Kim Webster: How to get involved in Christmas family arguments when you’re deaf (and don’t know what’s being said)

Posted on January 2, 2015 by



Christmas time is a time for exchanging gifts, good food, an abundance of plastic and cardboard everywhere and cinnamon vodka. That’s the true spirit of Christmas.

And of course, family get-togethers – which lead to Great Christmas Arguments.

Those arguments that are the reason Great Aunt Maud can’t face coming to family parties any more, and why Uncle Bert is no longer invited.

The truly amazing Great Christmas Arguments are the ones that are retold at every family gathering, embellished more and more, until finally the story that is making the rounds is that Cousin Richard concluded the last Great Christmas Argument using a nuclear warhead.

But when you’re in a family full of hearing people, how can deaf people fully participate?

We all know the feeling, you’re sat small-talking (concentrating really hard on lip-reading and mostly failing) with someone you haven’t seen for 364 days, and you notice all the hearing people prick up their ears and stare towards an invisible spot near the door.

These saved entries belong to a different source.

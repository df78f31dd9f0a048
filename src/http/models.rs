//! Model catalog aggregation: `/v1/models` and `/v1/models/{id}`.
//!
//! There is no separate model registry — the catalog is derived from the
//! client-facing keys of every configured channel's `modelMapping`, since
//! that is the only place a client-visible model name is recorded.

use std::collections::BTreeSet;
use std::sync::Arc;

use axum::extract::{Path, State};
use axum::http::StatusCode;
use axum::response::{IntoResponse, Json, Response};
use serde_json::json;

use crate::channels::ChannelKind;
use crate::ProxyCore;

fn known_model_ids(core: &ProxyCore) -> BTreeSet<String> {
    let mut ids = BTreeSet::new();
    for kind in [ChannelKind::Messages, ChannelKind::Responses, ChannelKind::Gemini] {
        for channel in core.channels.get_channels(kind) {
            ids.extend(channel.model_mapping.keys().cloned());
        }
    }
    ids
}

pub async fn list_models(State(core): State<Arc<ProxyCore>>) -> Response {
    let data: Vec<_> = known_model_ids(&core)
        .into_iter()
        .map(|id| json!({ "id": id, "object": "model" }))
        .collect();
    Json(json!({ "object": "list", "data": data })).into_response()
}

pub async fn get_model(State(core): State<Arc<ProxyCore>>, Path(id): Path<String>) -> Response {
    if known_model_ids(&core).contains(&id) {
        Json(json!({ "id": id, "object": "model" })).into_response()
    } else {
        (
            StatusCode::NOT_FOUND,
            Json(json!({ "error": { "type": "not_found", "message": format!("unknown model {id}") } })),
        )
            .into_response()
    }
}
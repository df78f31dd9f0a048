//! The seven-step per-request algorithm shared by every dialect handler:
//! convert the inbound body to Anthropic shape, let the scheduler pick a
//! channel, convert to the upstream's native shape, call it, convert the
//! response back, and record the outcome — retrying across every other
//! viable channel on a transport failure, a 5xx, or a 429.

use std::collections::{HashMap, HashSet};
use std::sync::Arc;
use std::time::{Instant, SystemTime};

use axum::body::Body;
use axum::http::header::CONTENT_TYPE;
use axum::response::Response;
use bytes::Bytes;
use futures_util::StreamExt;
use serde_json::Value;

use crate::channels::{default_service_type_for_kind, ChannelKind};
use crate::convert::{
    gemini::GeminiConverter, openai::OpenAiChatConverter, passthrough::PassthroughConverter,
    stop_reason_to_claude, Converter, Vendor as StopVendor,
};
use crate::error::ProxyError;
use crate::history::RequestRecord;
use crate::providers::{adapter_for, sse, ProviderAdapter, Vendor};
use crate::ProxyCore;

const MAX_ATTEMPTS: usize = 8;

pub enum ForwardOutcome {
    Buffered { channel_id: String, body: Value },
    Streamed(Response),
    Failed(Response),
}

fn upstream_converter(vendor: Vendor) -> Box<dyn Converter + Send + Sync> {
    match vendor {
        Vendor::Claude => Box::new(PassthroughConverter),
        Vendor::OpenAI => Box::new(OpenAiChatConverter),
        Vendor::Gemini => Box::new(GeminiConverter),
    }
}

fn apply_model_mapping(claude_req: &mut Value, mapping: &HashMap<String, String>) {
    if let Some(model) = claude_req.get("model").and_then(Value::as_str).map(str::to_string) {
        if let Some(mapped) = mapping.get(&model) {
            claude_req["model"] = Value::String(mapped.clone());
        }
    }
}

fn is_streaming(body: &Value) -> bool {
    matches!(body.get("stream"), Some(Value::Bool(true)))
}

fn extract_usage(claude_resp: &Value) -> (i64, i64) {
    (
        claude_resp.pointer("/usage/input_tokens").and_then(Value::as_i64).unwrap_or(0),
        claude_resp.pointer("/usage/output_tokens").and_then(Value::as_i64).unwrap_or(0),
    )
}

fn retry_worthy(err: &ProxyError) -> bool {
    match err {
        ProxyError::UpstreamTransport(_) => true,
        ProxyError::UpstreamStatus { status, .. } => *status >= 500 || *status == 429,
        _ => false,
    }
}

fn record_attempt_failure(core: &ProxyCore, channel_id: &str, channel_type: &str, model: &str, err: &ProxyError) {
    core.scheduler.record_result(channel_id, false, 0, 0, 0, 0);
    core.history.record(RequestRecord {
        id: String::new(),
        timestamp: SystemTime::now(),
        channel_id: channel_id.to_string(),
        channel_type: channel_type.to_string(),
        model: model.to_string(),
        success: false,
        latency_ms: 0,
        input_tokens: 0,
        output_tokens: 0,
        error_msg: Some(err.kind().to_string()),
        error_details: Some(err.to_string()),
    });
}

fn record_no_channel_failure(core: &ProxyCore, channel_type: &str, err: &ProxyError) {
    core.history.record(RequestRecord {
        id: String::new(),
        timestamp: SystemTime::now(),
        channel_id: String::new(),
        channel_type: channel_type.to_string(),
        model: String::new(),
        success: false,
        latency_ms: 0,
        input_tokens: 0,
        output_tokens: 0,
        error_msg: Some(err.kind().to_string()),
        error_details: Some(err.to_string()),
    });
}

pub async fn forward(
    core: Arc<ProxyCore>,
    kind: ChannelKind,
    channel_type_label: &str,
    client_converter: &(dyn Converter + Send + Sync),
    body: Value,
    preferred_channel: Option<String>,
) -> ForwardOutcome {
    let stream = is_streaming(&body);
    let claude_req = client_converter.to_claude(&body);
    let dialect = Vendor::from(default_service_type_for_kind(kind));

    let mut excluded: HashSet<String> = HashSet::new();

    for _ in 0..MAX_ATTEMPTS {
        let pick = match core
            .scheduler
            .pick_preferring(kind, preferred_channel.as_deref(), &excluded)
        {
            Ok(pick) => pick,
            Err(err) => {
                record_no_channel_failure(&core, channel_type_label, &err);
                return ForwardOutcome::Failed(err.into_dialect_response(dialect));
            }
        };

        let mut attempt_req = claude_req.clone();
        apply_model_mapping(&mut attempt_req, &pick.channel.model_mapping);
        let model = attempt_req
            .get("model")
            .and_then(Value::as_str)
            .unwrap_or_default()
            .to_string();

        let vendor = Vendor::from(
            pick.channel
                .resolved_service_type(default_service_type_for_kind(kind)),
        );
        let upstream_conv = upstream_converter(vendor);
        let upstream_req = upstream_conv.from_claude(&attempt_req);
        let adapter = adapter_for(vendor);

        if stream {
            match adapter.send_stream(&pick.channel, &pick.api_key, &model, &upstream_req).await {
                Ok(stream_resp) => {
                    return ForwardOutcome::Streamed(stream_claude_events(
                        core.clone(),
                        pick.channel.id.clone(),
                        channel_type_label.to_string(),
                        vendor,
                        dialect,
                        adapter,
                        stream_resp.response,
                    ));
                }
                Err(err) => {
                    record_attempt_failure(&core, &pick.channel.id, channel_type_label, &model, &err);
                    if retry_worthy(&err) {
                        core.channels.mark_key_failed(&pick.api_key);
                        excluded.insert(pick.channel.id.clone());
                        continue;
                    }
                    return ForwardOutcome::Failed(err.into_dialect_response(dialect));
                }
            }
        }

        match adapter.send_request(&pick.channel, &pick.api_key, &model, &upstream_req).await {
            Ok(upstream_resp) => {
                let claude_resp = upstream_conv.response_to_claude(&upstream_resp.body);
                let client_resp = client_converter.response_from_claude(&claude_resp);
                let (input_tokens, output_tokens) = extract_usage(&claude_resp);

                core.scheduler.record_result(
                    &pick.channel.id,
                    true,
                    upstream_resp.latency_ms,
                    input_tokens,
                    output_tokens,
                    0,
                );
                core.history.record(RequestRecord {
                    id: String::new(),
                    timestamp: SystemTime::now(),
                    channel_id: pick.channel.id.clone(),
                    channel_type: channel_type_label.to_string(),
                    model,
                    success: true,
                    latency_ms: upstream_resp.latency_ms,
                    input_tokens,
                    output_tokens,
                    error_msg: None,
                    error_details: None,
                });

                return ForwardOutcome::Buffered {
                    channel_id: pick.channel.id,
                    body: client_resp,
                };
            }
            Err(err) => {
                record_attempt_failure(&core, &pick.channel.id, channel_type_label, &model, &err);
                if retry_worthy(&err) {
                    core.channels.mark_key_failed(&pick.api_key);
                    excluded.insert(pick.channel.id.clone());
                    continue;
                }
                return ForwardOutcome::Failed(err.into_dialect_response(dialect));
            }
        }
    }

    record_no_channel_failure(&core, channel_type_label, &ProxyError::AllBroken);
    ForwardOutcome::Failed(ProxyError::AllBroken.into_dialect_response(dialect))
}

“What? What? What’s happening?”, we say, swivelling our heads like ageing punk rockers. CRASH! Well, we certainly felt that through the floorboards, so off we charge into the other room to enter the scene of this year’s Great Christmas Argument.

Scene: the antagonists are in a fighting stance, people are on either side are posturing.

Enter us, the deaf person. We look wildly around trying to understand what the bauble is going on.

The antagonists are wildly distorting their mouths screaming at each other, how incomprehensible, everything they are saying lip reads like Dory talking Whale in Finding Nemo.

Let’s stare at the people either side to see if we can understand what’s caused this Great Christmas Argument; why are they swinging their heads from side to side like that?

What is WRONG with these people?!

Where has all their Deaf Awareness gone?

(Side-note: it is a lamentable fact that no-one provided subtitles for this Great Christmas Argument, and we will be complaining, quoting the Equality Act 2010.)

Right, well this clearly won’t do. We need to GET INVOLVED. Let’s shout, “Get out of my house!”, and then we can silently self-congratulate ourselves on our best Peggy Mitchell voice, as it sounds in our heads.

We may have sounded slightly Scottish to everyone else, but anyway they’re still arguing, this is not the time to nitpick!

Everyone ignores us, so from now on, we’ll just shout intermittently until it all blows over and we can find out from several people that our version of events was entirely wrong and it wasn’t the prawn sandwiches that started the argument.

In conclusion, I’ve learned that when your Great Christmas Argument starts but there is no interpreter or stage captioning provided, the best thing to do is stamp your feet, shout plenty, and find out the finer details later.

Next year you’ll find out that Cousin Sophie halted the last argument using the Panzer tank that is kept in the shed just for Christmas time.

I hope you had a Merry Christmas (without too many arguments!).

Kim Webster born moderately deaf, and went profoundly deaf in her teens. She’s a mother of two young children and works at Derby County Football Club part time. She enjoys reading, baking programmes and wine.